The high-level idea is hard-linking the commit log segment file in cdc directory as it is being written + have a separate index file to keep track of offset.
Relying on an eventual consistency database sounds like a huge challenge in terms of getting absolute consistency between Cassandra and Kafka. There seems to be many edge cases that could cause the data in Kafka to get out of sync, it doesn't sound very reliable. Especially if you want to rely on Kafka for event sourcing later on, which is sounds like you're planning on in the future. For a payments company that sounds very risky.
What happens if you write a row to Cassandra but that row is invalidated because of failed writes to the other nodes in the cluster (ex. the write was QUORUM and it succeeded on the node that you're reading from but failed on all other nodes). In Cassandra, when an error occurs, there are no rollbacks, and the row gets read-repaired. It sounds like that row will get outputted to Kafka. How do you "disappear" data written into Kafka if it gets read-repaired?
great question actually. There is a nuance in cassandra regarding to read-repair. If you issue a QUORUM read and the read itself failed (say, because 2/3 nodes are down), but succeeded on 1 node; and later on you read again when all three nodes are up, the failed write will actually be resurrected during read repair due to last write wins conflict resolution.
This is why it is recommended to always retry when a write fails. This way data might arrive at BQ slightly before cassandra itself for a failed write, but eventually they will be consistent.
That said, at WePay cassandra is being used by services which do not have to be strongly consistent at the moment. Not to say it’s not possible, as there are companies that use Cassandra’s light weight transaction feature for CAS operations.
As for consistency between kafka and cassandra, agree that its hard to make it 100% consistent (due to a number of limitations cassandra poses). This is why we tend to be pretty careful about which services should use cassandra, and specify clearly what is the expectation and SLA for cassandra cdc.
I recently had a junior dev propose using Kafka as a business ‘event’ system, to trigger or be triggered by webhooks, in order to integrate our API with a third party CRM.
What's your point? Your comment comes off as dismissive and incomplete. Why was the juniors suggestion bad? It may have totally been a garbage suggestion, but if it was explain the reasoning.
Not the author of the relevant post but assuming he's tailing off of the first response I can only surmise they meant that in their case Kafka was unnecessary/a bad choice due to the restraints posed (<5 minute delay, streaming input, etc). Agree that without context it's an incomplete comment that does come off as dismissive, ("junior dev") seems to be meant as belittling/insulting.
Aurora and Redshift do not scale well enough for companies at their scale (only 64TB for Aurora last I checked, and Redshift falls over near the 100TB level). They'd be looking at DynamoDB.

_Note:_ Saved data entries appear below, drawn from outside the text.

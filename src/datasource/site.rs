//! Site metadata: the site's names and base URL.

use anyhow::Result;
use serde_json::{Value, json};

use super::{CacheStrategy, DataSource, DataSourceContext};

/// Always-on source exposing `site.fullname`, `site.shortname` and `site.wwwroot`.
///
/// Its data is too cheap to cache, but it reports constant empty fragments
/// rather than withholding keys, so it never vetoes caching of the item.
pub struct SiteDataSource {
    ctx: DataSourceContext,
}

impl SiteDataSource {
    pub fn new(ctx: DataSourceContext) -> Self {
        Self {
            ctx,
        }
    }
}

impl DataSource for SiteDataSource {
    fn short_name(&self) -> &str {
        "site"
    }

    fn display_name(&self) -> String {
        "Site information".to_string()
    }

    fn context(&self) -> &DataSourceContext {
        &self.ctx
    }

    fn get_data(&self) -> Result<Value> {
        let site = &self.ctx.services().site;
        Ok(json!({
            "fullname": site.fullname,
            "shortname": site.shortname,
            "wwwroot": site.wwwroot,
        }))
    }

    fn cache_strategy(&self) -> CacheStrategy {
        CacheStrategy::Null
    }

    fn is_optional(&self) -> bool {
        false
    }

    fn get_instance_cache_key(&self) -> Result<Option<String>> {
        Ok(Some(String::new()))
    }

    fn get_config_cache_key(&self) -> Result<Option<String>> {
        Ok(Some(String::new()))
    }

    fn get_full_cache_key(&self) -> Result<Option<String>> {
        Ok(Some(String::new()))
    }
}
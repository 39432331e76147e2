//! File-storage collaborator.
//!
//! Files are scoped by `(context, component, area, item id)`, the same tuple the
//! host uses to build public `pluginfile.php` URLs.

use anyhow::Result;
use dashmap::DashMap;
use serde::{Deserialize, Serialize};
use sha2::{Digest, Sha256};

/// Scope of a group of files.
#[derive(Debug, Clone, PartialEq, Eq, Hash, PartialOrd, Ord, Serialize, Deserialize)]
pub struct FileArea {
    pub context_id: i64,
    pub component: String,
    pub area: String,
    pub item_id: i64,
}

impl FileArea {
    pub fn new(
        context_id: i64,
        component: impl Into<String>,
        area: impl Into<String>,
        item_id: i64,
    ) -> Self {
        Self {
            context_id,
            component: component.into(),
            area: area.into(),
            item_id,
        }
    }

    /// Public URL of a file in this area.
    pub fn url(&self, wwwroot: &str, filename: &str) -> String {
        format!(
            "{}/pluginfile.php/{}/{}/{}/{}/{}",
            wwwroot.trim_end_matches('/'),
            self.context_id,
            self.component,
            self.area,
            self.item_id,
            filename
        )
    }
}

/// A stored file.
#[derive(Debug, Clone, PartialEq, Eq, Serialize, Deserialize)]
pub struct StoredFile {
    pub filename: String,
    /// SHA-256 of the content, hex encoded.
    pub contenthash: String,
    #[serde(with = "hex_bytes")]
    pub content: Vec<u8>,
}

impl StoredFile {
    pub fn new(filename: impl Into<String>, content: Vec<u8>) -> Self {
        let contenthash = hex::encode(Sha256::digest(&content));
        Self {
            filename: filename.into(),
            contenthash,
            content,
        }
    }
}

/// Serde helper storing bytes as a hex string.
pub mod hex_bytes {
    use serde::{Deserialize, Deserializer, Serializer};

    pub fn serialize<S: Serializer>(bytes: &[u8], serializer: S) -> Result<S::Ok, S::Error> {
        serializer.serialize_str(&hex::encode(bytes))
    }

    pub fn deserialize<'de, D: Deserializer<'de>>(deserializer: D) -> Result<Vec<u8>, D::Error> {
        let s = String::deserialize(deserializer)?;
        hex::decode(s).map_err(serde::de::Error::custom)
    }
}

/// Storage for uploaded files.
pub trait FileStorage: Send + Sync {
    /// Files of an area, ordered by filename.
    fn list(&self, area: &FileArea) -> Result<Vec<StoredFile>>;

    /// Store a file, replacing one with the same name.
    fn put(&self, area: &FileArea, file: StoredFile) -> Result<()>;

    fn delete(&self, area: &FileArea, filename: &str) -> Result<bool>;

    /// Delete every file of an area; returns how many were removed.
    fn delete_area(&self, area: &FileArea) -> Result<usize>;
}

/// In-process file storage.
#[derive(Debug, Default)]
pub struct MemoryFileStorage {
    areas: DashMap<FileArea, Vec<StoredFile>>,
}

/// A file together with its area, as kept in snapshots.
#[derive(Debug, Clone, Serialize, Deserialize)]
pub struct FileEntry {
    pub area: FileArea,
    pub file: StoredFile,
}

impl MemoryFileStorage {
    pub fn new() -> Self {
        Self::default()
    }

    pub fn from_entries(entries: impl IntoIterator<Item = FileEntry>) -> Result<Self> {
        let storage = Self::new();
        for entry in entries {
            storage.put(&entry.area, entry.file)?;
        }
        Ok(storage)
    }

    pub fn entries(&self) -> Vec<FileEntry> {
        let mut entries: Vec<FileEntry> = self
            .areas
            .iter()
            .flat_map(|e| {
                let area = e.key().clone();
                e.value()
                    .iter()
                    .map(|file| FileEntry {
                        area: area.clone(),
                        file: file.clone(),
                    })
                    .collect::<Vec<_>>()
            })
            .collect();
        entries.sort_by(|a, b| (&a.area, &a.file.filename).cmp(&(&b.area, &b.file.filename)));
        entries
    }
}

impl FileStorage for MemoryFileStorage {
    fn list(&self, area: &FileArea) -> Result<Vec<StoredFile>> {
        Ok(self.areas.get(area).map(|f| f.clone()).unwrap_or_default())
    }

    fn put(&self, area: &FileArea, file: StoredFile) -> Result<()> {
        let mut files = self.areas.entry(area.clone()).or_default();
        files.retain(|f| f.filename != file.filename);
        files.push(file);
        files.sort_by(|a, b| a.filename.cmp(&b.filename));
        Ok(())
    }

    fn delete(&self, area: &FileArea, filename: &str) -> Result<bool> {
        let Some(mut files) = self.areas.get_mut(area) else {
            return Ok(false);
        };
        let before = files.len();
        files.retain(|f| f.filename != filename);
        Ok(files.len() != before)
    }

    fn delete_area(&self, area: &FileArea) -> Result<usize> {
        Ok(self.areas.remove(area).map_or(0, |(_, files)| files.len()))
    }
}

#[cfg(test)]
mod tests {
    use super::*;

    fn area() -> FileArea {
        FileArea::new(1, "mod_cms", "cms_type_images", 4)
    }

    #[test]
    fn test_put_replaces_and_sorts() -> Result<()> {
        let storage = MemoryFileStorage::new();
        storage.put(&area(), StoredFile::new("b.png", vec![1]))?;
        storage.put(&area(), StoredFile::new("a.png", vec![2]))?;
        storage.put(&area(), StoredFile::new("b.png", vec![3]))?;

        let files = storage.list(&area())?;
        let names: Vec<&str> = files.iter().map(|f| f.filename.as_str()).collect();
        assert_eq!(names, vec!["a.png", "b.png"]);
        assert_eq!(files[1].content, vec![3]);
        Ok(())
    }

    #[test]
    fn test_delete_area() -> Result<()> {
        let storage = MemoryFileStorage::new();
        storage.put(&area(), StoredFile::new("a.png", vec![2]))?;
        assert_eq!(storage.delete_area(&area())?, 1);
        assert!(storage.list(&area())?.is_empty());
        Ok(())
    }

    #[test]
    fn test_url_layout() {
        assert_eq!(
            area().url("https://x.org/", "logo.png"),
            "https://x.org/pluginfile.php/1/mod_cms/cms_type_images/4/logo.png"
        );
    }

    #[test]
    fn test_content_serialises_as_hex() -> Result<()> {
        let file = StoredFile::new("a.txt", b"hi".to_vec());
        let json = serde_json::to_value(&file)?;
        assert_eq!(json["content"], "6869");
        let back: StoredFile = serde_json::from_value(json)?;
        assert_eq!(back, file);
        Ok(())
    }
}
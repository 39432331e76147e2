//! Export/import of content types between sites.

use anyhow::Result;
use serde_json::json;

use cms_engine::core::CmsError;
use cms_engine::datasource::roles::{DUPLICATES_FIELD, ROLES_LIST_FIELD};
use cms_engine::datasource::userlist::COLUMNS_FIELD;
use cms_engine::exchange::{TypeDocument, export_type, import_type};
use cms_engine::models::ContentType;
use cms_engine::test_utils::test_services;

use crate::common::{create_item, create_type, name_rows, render, submission};

const STAFF_YAML: &str = r#"
name: Staff directory
idnumber: staff
description: Everyone teaching this course
title_template: "{{ site.shortname }} staff"
body_template: "{% for row in userlist %}{{ row.name }}/{{ row.office }};{% endfor %}"
datasources:
  - userlist
  - roles
config:
  roles:
    roles_list: [editingteacher, teacher]
    roles_duplicates: firstonly
  userlist:
    columns:
      - shortname: name
        label: Name
      - shortname: office
        label: Office
"#;

#[test]
fn test_import_then_export_is_idempotent() -> Result<()> {
    let site = test_services();
    let imported = import_type(&site, STAFF_YAML)?;
    let first = export_type(&site, imported.id)?;

    let other_site = test_services();
    let reimported = import_type(&other_site, &first)?;
    let second = export_type(&other_site, reimported.id)?;
    assert_eq!(first, second);

    let document = TypeDocument::from_yaml(&second)?;
    assert_eq!(document.datasources, vec!["userlist", "roles"]);
    assert_eq!(document.description, "Everyone teaching this course");
    assert_eq!(document.config["roles"]["roles_list"], json!(["editingteacher", "teacher"]));
    Ok(())
}

#[test]
fn test_imported_type_renders_items() -> Result<()> {
    let services = test_services();
    let content_type = import_type(&services, STAFF_YAML)?;
    let rows = json!([{"name": "Mary", "office": "B12"}, {"name": "Gary"}]);
    let item = create_item(&services, content_type.id, 1, &submission([("userlist_rows", rows)]))?;

    assert_eq!(item.name, "acme staff");
    assert_eq!(render(&services, item.id)?, "Mary/B12;Gary/;");
    Ok(())
}

#[test]
fn test_exported_type_from_managers() -> Result<()> {
    let services = test_services();
    let content_type = create_type(
        &services,
        ContentType::new("Team").with_idnumber("team").with_datasources(["userlist", "roles"]),
        &submission([
            (COLUMNS_FIELD, json!([{"shortname": "name"}])),
            (ROLES_LIST_FIELD, json!(["student"])),
            (DUPLICATES_FIELD, json!("nest")),
        ]),
    )?;
    create_item(&services, content_type.id, 1, &submission([("userlist_rows", name_rows(&["Ann"]))]))?;

    let yaml = export_type(&services, content_type.id)?;
    // Item data never leaves with the type.
    assert!(!yaml.contains("Ann"));
    assert!(yaml.contains("roles_duplicates: nest"));
    Ok(())
}

#[test]
fn test_config_for_disabled_source_rejected() {
    let services = test_services();
    let yaml = "name: Odd\ndatasources: [userlist]\nconfig:\n  roles:\n    roles_list: [student]\n";
    let err = import_type(&services, yaml).unwrap_err();
    assert!(matches!(err.downcast_ref::<CmsError>(), Some(CmsError::InvalidImport { .. })));
}
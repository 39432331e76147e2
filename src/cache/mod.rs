//! Content cache collaborator.
//!
//! The cache is a shared key/value store partitioned into named areas:
//!
//! - `content_<type_id>` - rendered HTML, keyed by the aggregate cache key of an item
//! - `ds_<shortname>` - one data source's `get_data()` tree, keyed by its full cache key
//!
//! Population is best-effort. A lost write only costs a recomputation later, so
//! implementations never report failures; writers use "set if absent" where the
//! value is deterministic for the key.

pub mod memory;

use serde_json::Value;

pub use memory::{MemoryContentCache, NoopContentCache};

/// Area holding rendered HTML for items of one type.
pub fn content_area(type_id: i64) -> String {
    format!("content_{type_id}")
}

/// Area holding a data source's computed data.
pub fn datasource_area(short_name: &str) -> String {
    format!("ds_{short_name}")
}

/// Shared key/value cache.
pub trait ContentCache: Send + Sync {
    fn get(&self, area: &str, key: &str) -> Option<Value>;

    fn set(&self, area: &str, key: &str, value: Value);

    fn delete(&self, area: &str, key: &str);

    /// Drop every entry of an area.
    fn purge_area(&self, area: &str);

    fn has(&self, area: &str, key: &str) -> bool {
        self.get(area, key).is_some()
    }

    /// Store `value` only when no entry exists yet.
    fn set_if_absent(&self, area: &str, key: &str, value: Value) {
        if !self.has(area, key) {
            self.set(area, key, value);
        }
    }
}
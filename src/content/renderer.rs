//! Rendering of content items.
//!
//! The [`Renderer`] merges every active data source's contribution into one data
//! tree and drives the template engine over it. Rendered HTML is cached in the
//! type's `content_<type_id>` area under the item's aggregate cache key:
//!
//! ```text
//! START -> compute aggregate key
//!   any fragment withheld -> render fresh -> return (no store)
//!   else lookup(key)
//!     hit  -> return cached
//!     miss -> render fresh -> store(key) -> return
//! ```
//!
//! Preview (sample) items never touch the content cache.

use anyhow::{Context, Result};
use serde_json::{Map, Value};
use tracing::debug;

use crate::cache::content_area;
use crate::datasource::{DataSource, DataSourceContext};
use crate::models::ContentType;
use crate::services::Services;
use crate::templating::{RenderingMetadata, TemplateKind, flatten};

/// Top-level key holding the serialised data tree.
pub const DEBUG_KEY: &str = "debug";
/// Top-level key holding the item's display name.
pub const NAME_KEY: &str = "name";

pub struct Renderer {
    ctx: DataSourceContext,
}

impl Renderer {
    pub fn new(ctx: DataSourceContext) -> Self {
        Self {
            ctx,
        }
    }

    /// Renderer for a persisted content item.
    pub fn for_content(services: Services, content_id: i64) -> Result<Self> {
        Ok(Self::new(DataSourceContext::load(services, content_id)?))
    }

    /// Renderer for a preview of a content type.
    pub fn for_sample(services: Services, content_type: ContentType) -> Self {
        Self::new(DataSourceContext::for_type(services, content_type))
    }

    pub fn context(&self) -> &DataSourceContext {
        &self.ctx
    }

    fn sources(&self) -> Vec<Box<dyn DataSource>> {
        self.ctx.services().registry.list_enabled(&self.ctx, true)
    }

    /// Concatenation of every active source's full key; `None` if any is withheld.
    pub fn get_cache_key(&self) -> Result<Option<String>> {
        aggregate_key(&self.sources())
    }

    /// Data from every active source, keyed by short name, without `name`/`debug`.
    fn source_data(&self, sources: &[Box<dyn DataSource>]) -> Result<Map<String, Value>> {
        let mut data = Map::new();
        for source in sources {
            let value = source
                .get_cached_data()
                .with_context(|| format!("Data source '{}' failed", source.short_name()))?;
            data.insert(source.short_name().to_string(), value);
        }
        Ok(data)
    }

    fn assemble(&self, sources: &[Box<dyn DataSource>]) -> Result<Value> {
        let mut data = self.source_data(sources)?;
        data.insert(NAME_KEY.to_string(), Value::String(self.ctx.item().name.clone()));
        let dump = serde_json::to_string_pretty(&data)?;
        data.insert(DEBUG_KEY.to_string(), Value::String(dump));
        Ok(Value::Object(data))
    }

    /// The merged data tree: `name`, one key per active source, and `debug`.
    pub fn get_data(&self) -> Result<Value> {
        self.assemble(&self.sources())
    }

    /// Rendered body HTML, served from the content cache when possible.
    pub fn get_html(&self) -> Result<String> {
        let sources = self.sources();
        let cache_enabled = !self.ctx.is_sample();
        let key = if cache_enabled { aggregate_key(&sources)? } else { None };
        let area = content_area(self.ctx.type_id());
        let cache = &self.ctx.services().cache;

        if let Some(key) = &key {
            if let Some(Value::String(html)) = cache.get(&area, key) {
                debug!("Content cache hit for item {} ({key})", self.ctx.item_id());
                return Ok(html);
            }
            debug!("Content cache miss for item {} ({key})", self.ctx.item_id());
        } else {
            debug!("Item {} is uncacheable, rendering fresh", self.ctx.item_id());
        }

        let data = self.assemble(&sources)?;
        let html = self.render(TemplateKind::Body, &data)?;
        if let Some(key) = key {
            cache.set(&area, &key, Value::String(html.clone()));
        }
        Ok(html)
    }

    /// The computed display name: the title template rendered over source data.
    ///
    /// An empty title template yields the type's name.
    pub fn get_name(&self) -> Result<String> {
        if self.ctx.content_type().title_template.trim().is_empty() {
            return Ok(self.ctx.content_type().name.clone());
        }
        let data = Value::Object(self.source_data(&self.sources())?);
        Ok(self.render(TemplateKind::Title, &data)?.trim().to_string())
    }

    /// Dotted variable paths with sample values, for template authors.
    pub fn get_variable_list(&self) -> Result<Vec<(String, Value)>> {
        let sources = self.sources();
        let mut data = self.source_data(&sources)?;
        data.insert(NAME_KEY.to_string(), Value::String(self.ctx.item().name.clone()));
        Ok(flatten(&Value::Object(data)))
    }

    /// [`get_variable_list`](Self::get_variable_list) as an HTML table.
    pub fn get_data_as_table(&self) -> Result<String> {
        let mut html = String::from(
            "<table class=\"cms-variables\">\n<tr><th>Variable</th><th>Sample value</th></tr>\n",
        );
        for (path, value) in self.get_variable_list()? {
            let shown = match value {
                Value::String(s) => s,
                other => other.to_string(),
            };
            html.push_str(&format!(
                "<tr><td>{{{{{}}}}}</td><td>{}</td></tr>\n",
                tera::escape_html(&path),
                tera::escape_html(&shown)
            ));
        }
        html.push_str("</table>");
        Ok(html)
    }

    fn render(&self, kind: TemplateKind, data: &Value) -> Result<String> {
        let content_type = self.ctx.content_type();
        let template = match kind {
            TemplateKind::Body => &content_type.body_template,
            TemplateKind::Title => &content_type.title_template,
        };
        let metadata = RenderingMetadata {
            content_type: content_type.name.clone(),
            template: kind,
            content_id: (!self.ctx.is_sample()).then(|| self.ctx.item_id()),
        };
        Ok(self.ctx.services().templates.render(template, data, &metadata)?)
    }
}

/// Aggregate key over `sources`; `None` as soon as one source withholds its key.
pub fn aggregate_key(sources: &[Box<dyn DataSource>]) -> Result<Option<String>> {
    let mut key = String::new();
    for source in sources {
        match source.get_full_cache_key()? {
            Some(fragment) => key.push_str(&fragment),
            None => {
                debug!("Data source '{}' vetoes caching", source.short_name());
                return Ok(None);
            }
        }
    }
    Ok(Some(key))
}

I don’t think any managed AWS service scales well for any bigger enterprise which have to handle a decent amount of traffic. Once you reach certain threshold you soon hit some throttling and limits BS and AWS solution is just to throw more money at them.
DynamoDB scales a lot. It falls into the "throw money at it," bucket though, and you need to have a pattern that shards well with it. If you have a reason they will basically always increase your limits, too.
There's a re:invent presentation of them having an in-house 1pb+ cluster. What they don't tell you is that 101 8xl nodes is half a million dollars a year in reserved instances, before you include any other costs associated with it; and that particular workflow (log scanning) is very nicely suited for any columnar store.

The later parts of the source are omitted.